All of my babies listed below are rescues except the newbies, decided it would be nice to have a betta that I got because I thought he/she was pretty and that wasnt sick

lol, look forward to hearing about your new rescues!


----------



## Sarahlydear (Feb 21, 2011)

lol ah poor guy, sounds like my step-dad. It's funny how We as the women are supposed to be the more emotional, attached ones but then it's the Men that can't take it when a sick fish dies.


----------



## LittleBettas (Jul 23, 2011)

lol I've noticed that to, I think its because we are so "emotional" that we fill the need to rescue the little guys, even if they pass away, while guys would prefer to not even have to come close to any emotion.
I do love my bf though.... he bought my first betta  and continues to support my addiction


----------



## Sarahlydear (Feb 21, 2011)

LittleBettas said:


> lol I've noticed that to, I think its because we are so "emotional" that we fill the need to rescue the little guys, even if they pass away, while guys would prefer to not even have to come close to any emotion.
> I do love my bf though.... he bought my first betta  and continues to support my addiction


Hmmm that makes sense  lol Awh sounds like a sweetie, lucky girl.  
I think I'm going to have to get a guy that will limit my addiction because I'm not quite up for it yet lol


----------



## LittleBettas (Jul 23, 2011)

lol, he is a sweetie, he wont admit it, but he is
lol, good luck with that, in no time he will be converted! (and worse than you)


----------



## Sarahlydear (Feb 21, 2011)

LittleBettas said:


> lol, good luck with that, in no time he will be converted! (and worse than you)
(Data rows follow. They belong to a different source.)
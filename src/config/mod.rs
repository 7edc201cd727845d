//! Application configuration and constants.
//!
//! This module provides:
//! - Configuration constants (worker limits, timeouts, pairing thresholds)
//! - CLI option types and parsing

mod constants;
mod types;

// Re-export all constants
pub use constants::*;
pub use types::{Config, ExportFormat, LogFormat, LogLevel};
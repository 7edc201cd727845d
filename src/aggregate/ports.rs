//! Port and connected-device joins.
//!
//! Builds the canonical Port and ConnectedDeviceRecord tables for one
//! fabric. All joins are keyed left-joins on explicit tuples:
//! - port → switch metadata: (switch WWN) from the identity stamp
//! - port → name-server login: (switch WWN, FC address area)
//! - device → FDMI detail: (port WWN)
//! - device → enclosure: (port WWN)
//! - device → alias: (port WWN)
//!
//! NPIV fan-in: several name-server logins can share one physical port
//! (same FC address domain+area, different AL_PA byte). The first login is
//! the port's direct peer; every further login duplicates the port row with
//! the `npiv` flag set.

use std::collections::{HashMap, HashSet};

use crate::classify::{classify, ClassifierInput, OuiTable};
use crate::decode::DescriptorDecodeResult;
use crate::error_handling::{InfoType, ProcessingStats, WarningType};
use crate::inputs::EnclosureInventory;
use crate::models::{ConnectedDeviceRow, DeviceClass, PortRow, PortType};
use crate::parser::descriptor::{
    SECTION_AGSHOW, SECTION_ALISHOW, SECTION_FDMISHOW, SECTION_NSSHOW, SECTION_SWITCHSHOW,
    SECTION_TRUNKSHOW,
};
use crate::parser::Record;
use crate::utils::ParsedSwitch;

/// Parses a switchshow/nsshow speed token ("N32", "32G", "16") to Gb/s.
pub fn parse_speed(token: &str) -> Option<f64> {
    let token = token.trim().trim_start_matches('N').trim_end_matches('G');
    let value: f64 = token.parse().ok()?;
    if value > 0.0 {
        Some(value)
    } else {
        None
    }
}

/// Port and device tables for one switch, plus lookup indexes the link
/// joins reuse.
pub struct SwitchPorts {
    /// Canonical port rows.
    pub ports: Vec<PortRow>,
    /// Canonical connected-device rows.
    pub devices: Vec<ConnectedDeviceRow>,
    /// port_index → (slot, port), for joining index-keyed sections.
    pub coordinates: HashMap<u32, (u32, u32)>,
}

/// Builds the port and device tables for one parsed switch.
pub fn build_switch_ports(
    switch: &ParsedSwitch,
    oui_table: &OuiTable,
    enclosures: &EnclosureInventory,
    stats: &ProcessingStats,
) -> SwitchPorts {
    let identity = &switch.dump.identity;
    let fabric = &switch.fabric;

    let ag_wwns: HashSet<String> = switch
        .dump
        .section(SECTION_AGSHOW)
        .records
        .iter()
        .filter_map(|r| r.get("ag_wwn"))
        .map(|w| w.to_ascii_lowercase())
        .collect();

    let alias_by_wwn = alias_index(&switch.dump.section(SECTION_ALISHOW).records);
    let fdmi_by_wwn = fdmi_index(&switch.dump.section(SECTION_FDMISHOW).records);
    let trunk_member_ports = trunk_member_index(&switch.dump.section(SECTION_TRUNKSHOW).records);

    // Name-server logins grouped by FC address area (domain+area bytes)
    let mut logins_by_area: HashMap<String, Vec<&Record>> = HashMap::new();
    for record in &switch.dump.section(SECTION_NSSHOW).records {
        if let Some(address) = record.get_first("fc_address") {
            if address.len() == 6 {
                logins_by_area
                    .entry(address[..4].to_ascii_lowercase())
                    .or_default()
                    .push(record);
            }
        }
    }

    let mut ports = Vec::new();
    let mut devices = Vec::new();
    let mut coordinates = HashMap::new();

    for record in &switch.dump.section(SECTION_SWITCHSHOW).records {
        let (port_index, slot, port) = match (
            record.get_u32("port_index"),
            record.get_u32("slot"),
            record.get_u32("port"),
        ) {
            (Some(i), Some(s), Some(p)) => (i, s, p),
            _ => continue,
        };
        coordinates.insert(port_index, (slot, port));

        let state = record.get_first("state").unwrap_or_default().to_string();
        let online = state.eq_ignore_ascii_case("online");
        let port_type = PortType::parse(record.get_first("port_type").unwrap_or_default());
        let fc_address = record.get_first("fc_address").unwrap_or_default().to_string();
        let area = fc_address
            .get(..4)
            .map(|a| a.to_ascii_lowercase())
            .unwrap_or_default();

        let logins = logins_by_area.get(&area).map(Vec::as_slice).unwrap_or(&[]);
        let direct_peer = record
            .get_first("peer_wwn")
            .map(str::to_string)
            .or_else(|| logins.first().and_then(|r| r.get_first("port_wwn")).map(str::to_string));

        let base_row = PortRow {
            fabric_name: fabric.fabric_name.clone(),
            fabric_label: fabric.fabric_label.clone(),
            chassis_name: identity.chassis_name.clone(),
            chassis_wwn: identity.chassis_wwn.clone(),
            switch_index: identity.switch_index,
            switch_name: identity.switch_name.clone(),
            switch_wwn: identity.switch_wwn.clone(),
            slot,
            port,
            port_index,
            fc_address: fc_address.clone(),
            port_type: port_type.as_str().to_string(),
            state,
            speed_gbps: record.get_first("speed").and_then(parse_speed),
            connected_wwn: direct_peer.clone(),
            npiv: false,
        };
        ports.push(base_row.clone());

        // NPIV fan-in duplicates the port row per extra login
        if online && matches!(port_type, PortType::F | PortType::N) && logins.len() > 1 {
            stats.increment_info(InfoType::NpivFanIn);
            for login in logins.iter().skip(1) {
                let mut row = base_row.clone();
                row.connected_wwn = login.get_first("port_wwn").map(str::to_string);
                row.npiv = true;
                ports.push(row);
            }
        }

        // One device row per login at this port
        let trunk_slave = trunk_member_ports.contains(&port_index);
        if logins.is_empty() {
            // A trunk-slave F-port with no login carries no device; nothing
            // to record either way
            continue;
        }
        for login in logins {
            if !online {
                continue;
            }
            if let Some(device) = build_device_row(
                switch,
                login,
                slot,
                port,
                port_type,
                trunk_slave,
                &alias_by_wwn,
                &fdmi_by_wwn,
                &ag_wwns,
                oui_table,
                enclosures,
                stats,
            ) {
                devices.push(device);
            }
        }
    }

    SwitchPorts {
        ports,
        devices,
        coordinates,
    }
}

#[allow(clippy::too_many_arguments)]
fn build_device_row(
    switch: &ParsedSwitch,
    login: &Record,
    slot: u32,
    port: u32,
    port_type: PortType,
    trunk_slave: bool,
    alias_by_wwn: &HashMap<String, String>,
    fdmi_by_wwn: &HashMap<String, FdmiDetail>,
    ag_wwns: &HashSet<String>,
    oui_table: &OuiTable,
    enclosures: &EnclosureInventory,
    stats: &ProcessingStats,
) -> Option<ConnectedDeviceRow> {
    let identity = &switch.dump.identity;
    let port_wwn = login.get_first("port_wwn")?.to_string();
    let key = port_wwn.to_ascii_lowercase();

    let empty_decode = DescriptorDecodeResult::default();
    let decode = switch.decodes.get(&key).unwrap_or(&empty_decode);
    let fdmi = fdmi_by_wwn.get(&key);

    let classification = classify(&ClassifierInput {
        connected_wwn: Some(&port_wwn),
        decode,
        port_type,
        online: true,
        remote_is_access_gateway: ag_wwns.contains(&key)
            || login
                .get_first("device_type")
                .map(|t| t.contains("NPIV"))
                .unwrap_or(false),
        trunk_slave,
        oui_table,
        enclosures,
    })?;

    if classification.class == DeviceClass::Unknown {
        stats.increment_warning(WarningType::UnknownDeviceClass);
    }

    Some(ConnectedDeviceRow {
        fabric_name: switch.fabric.fabric_name.clone(),
        fabric_label: switch.fabric.fabric_label.clone(),
        chassis_name: identity.chassis_name.clone(),
        switch_name: identity.switch_name.clone(),
        switch_wwn: identity.switch_wwn.clone(),
        slot,
        port,
        node_wwn: login.get_first("node_wwn").map(str::to_string),
        alias: alias_by_wwn.get(&key).cloned(),
        host_name: decode
            .host_name
            .clone()
            .or_else(|| fdmi.and_then(|f| f.host_name.clone())),
        device_class: classification.class.as_str().to_string(),
        device_subtype: classification.subtype,
        manufacturer: decode
            .manufacturer
            .clone()
            .or_else(|| fdmi.and_then(|f| f.manufacturer.clone())),
        model: decode
            .model
            .clone()
            .or_else(|| fdmi.and_then(|f| f.model.clone())),
        serial: decode
            .serial
            .clone()
            .or_else(|| fdmi.and_then(|f| f.serial.clone())),
        firmware: decode
            .firmware
            .clone()
            .or_else(|| fdmi.and_then(|f| f.firmware.clone())),
        host_os: decode.host_os.clone(),
        location: decode.location.clone(),
        descriptor_decoded: decode.used(),
        port_wwn,
    })
}

struct FdmiDetail {
    manufacturer: Option<String>,
    model: Option<String>,
    serial: Option<String>,
    firmware: Option<String>,
    host_name: Option<String>,
}

fn fdmi_index(records: &[Record]) -> HashMap<String, FdmiDetail> {
    let mut index = HashMap::new();
    for record in records {
        for wwn in record.get_all("port_wwn") {
            index.insert(
                wwn.to_ascii_lowercase(),
                FdmiDetail {
                    manufacturer: record.get_first("manufacturer").map(str::to_string),
                    model: record.get_first("model").map(str::to_string),
                    serial: record.get_first("serial").map(str::to_string),
                    firmware: record.get_first("firmware").map(str::to_string),
                    host_name: record.get_first("host_name").map(str::to_string),
                },
            );
        }
    }
    index
}

fn alias_index(records: &[Record]) -> HashMap<String, String> {
    let mut index = HashMap::new();
    for record in records {
        let alias = match record.get_first("alias") {
            Some(a) => a,
            None => continue,
        };
        for wwn in record.get_all("member_wwn") {
            index.insert(wwn.to_ascii_lowercase(), alias.to_string());
        }
    }
    index
}

fn trunk_member_index(records: &[Record]) -> HashSet<u32> {
    records
        .iter()
        .filter(|r| r.get("master") == Some("0"))
        .filter_map(|r| r.get_u32("local_port"))
        .collect()
}

#[cfg(test)]
mod tests {
    use super::*;
    use crate::models::FabricKey;
    use crate::parser::{parse_dump, LogicalSwitchTarget, RawSwitchDump};
    use crate::utils::decode_switch;

    fn parsed(text: &str) -> ParsedSwitch {
        let dump = parse_dump(
            &RawSwitchDump {
                config_id: "dump01".into(),
                text: text.into(),
            },
            LogicalSwitchTarget::Any,
        );
        let stats = ProcessingStats::new();
        decode_switch(
            FabricKey {
                fabric_name: "PROD".into(),
                fabric_label: "A".into(),
            },
            dump,
            &stats,
        )
    }

    const DUMP: &str = r#"
** SS CMD START ** switchshow
switchName: SW_PROD_A1
switchType: 162.0
switchWwn: 10:00:00:05:1e:01:02:03
  0    0   010000   id    N32   Online      FC  F-Port  10:00:00:10:9b:aa:bb:cc
  1    1   010100   id    N16   Online      FC  F-Port  50:06:01:60:3b:a0:12:34
  2    2   010200   id    N32   No_Light
** SS CMD END **
** SS CMD START ** nsshow
 N    010000;      3;10:00:00:10:9b:aa:bb:cc;20:00:00:10:9b:aa:bb:cc; na
    PortSymb: [40] "Emulex LPe32002-M2 FV12.8 DV14.0 HN:esx-01 OS:VMware"
    Port Index: 0
 N    010001;      3;10:00:00:10:9b:aa:bb:cd;20:00:00:10:9b:aa:bb:cc; na
    Port Index: 0
 N    010100;      3;50:06:01:60:3b:a0:12:34;50:06:01:60:3b:a0:12:00; na
    NodeSymb: [20] "ACME X1 SN:S123"
    Port Index: 1
** SS CMD END **
** SS CMD START ** alishow
 alias: esx01_hba0
        10:00:00:10:9b:aa:bb:cc
** SS CMD END **
"#;

    #[test]
    fn test_port_rows_with_npiv_fan_in() {
        let switch = parsed(DUMP);
        let stats = ProcessingStats::new();
        let result = build_switch_ports(
            &switch,
            &OuiTable::builtin(),
            &EnclosureInventory::default(),
            &stats,
        );

        // 3 physical ports + 1 NPIV duplicate of port 0
        assert_eq!(result.ports.len(), 4);
        let npiv: Vec<&PortRow> = result.ports.iter().filter(|p| p.npiv).collect();
        assert_eq!(npiv.len(), 1);
        assert_eq!(npiv[0].port_index, 0);
        assert_eq!(
            npiv[0].connected_wwn.as_deref(),
            Some("10:00:00:10:9b:aa:bb:cd")
        );
        assert_eq!(stats.get_info_count(InfoType::NpivFanIn), 1);
    }

    #[test]
    fn test_device_rows_join_decode_and_alias() {
        let switch = parsed(DUMP);
        let stats = ProcessingStats::new();
        let result = build_switch_ports(
            &switch,
            &OuiTable::builtin(),
            &EnclosureInventory::default(),
            &stats,
        );

        // Two logins at port 0 plus one at port 1
        assert_eq!(result.devices.len(), 3);
        let server = result
            .devices
            .iter()
            .find(|d| d.port_wwn == "10:00:00:10:9b:aa:bb:cc")
            .unwrap();
        assert_eq!(server.device_class, "SRV");
        assert_eq!(server.host_name.as_deref(), Some("esx-01"));
        assert_eq!(server.alias.as_deref(), Some("esx01_hba0"));
        assert!(server.descriptor_decoded);

        let array = result
            .devices
            .iter()
            .find(|d| d.port_wwn == "50:06:01:60:3b:a0:12:34")
            .unwrap();
        assert_eq!(array.device_class, "STORAGE");
        assert_eq!(array.serial.as_deref(), Some("S123"));
    }

    #[test]
    fn test_offline_port_yields_no_device() {
        let switch = parsed(DUMP);
        let stats = ProcessingStats::new();
        let result = build_switch_ports(
            &switch,
            &OuiTable::builtin(),
            &EnclosureInventory::default(),
            &stats,
        );
        assert!(result
            .devices
            .iter()
            .all(|d| !(d.slot == 0 && d.port == 2)));
    }

    #[test]
    fn test_coordinates_index() {
        let switch = parsed(DUMP);
        let stats = ProcessingStats::new();
        let result = build_switch_ports(
            &switch,
            &OuiTable::builtin(),
            &EnclosureInventory::default(),
            &stats,
        );
        assert_eq!(result.coordinates.get(&1), Some(&(0, 1)));
    }

    #[test]
    fn test_parse_speed() {
        assert_eq!(parse_speed("N32"), Some(32.0));
        assert_eq!(parse_speed("16G"), Some(16.0));
        assert_eq!(parse_speed("8"), Some(8.0));
        assert_eq!(parse_speed("AN"), None);
        assert_eq!(parse_speed(""), None);
    }
}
NOOOO!!! I can't have that! I need someone to be the adult and tell me no to the pet! lol 
I can see it now, I marry a man who want's one dog and is willing to take in my fish, horse and 3 chinchillas; that's it. Then in a year HE is bringing home the bettas and stray dogs and I am having to tell him no. 
Lol it'll work out, I'll just have to find that inner strength everyone is talking about


----------



## LittleBettas (Jul 23, 2011)

lol, thats how my bf ended up with "his" dog, I picked up a half-feral dog off of the side of the road and said it was only for now... and now he says we cnt give her to anyone else cause she's his dog....
and sadly my bf dos say no to me, theres a feral kitten at the shelter, no chance of adoption... but he said no  not so close to school starting and not with all of the dogs fish, and turtle.... such a cute kitten (he even admited it)
lol, Im still waiting for my bf to come back from work with a stray (hes come close, but at last sec. someone else took th dog home)
and the whole inner strenght thing people talk about on bettafish.com
well, dont ever comment in the thread "I have no self-control"
that maes it ten times worse to say no to a betta, then come ome and open your inbox to 46 unread messages all saying "I have no self-control"
breaks down even the strongest of us

*oh, and there is always that one betta that makes you fall*


----------



## BlueEyes (Jul 19, 2011)

I'm with Sarah, I want a guy to tell me no when I give him sad eyes and tell him we can make room somewhere. XD

Before I got into betta fish I was going out with this one guy who probably would've been like "Go for it", so I probably would have a house full of fish right now. Not having a job makes that a bad thing haha


----------



## Sarahlydear (Feb 21, 2011)

Well the thing with the guy is I would probably do it THEN ask him with the adorable kitten looking up at him  My poor future man lol. 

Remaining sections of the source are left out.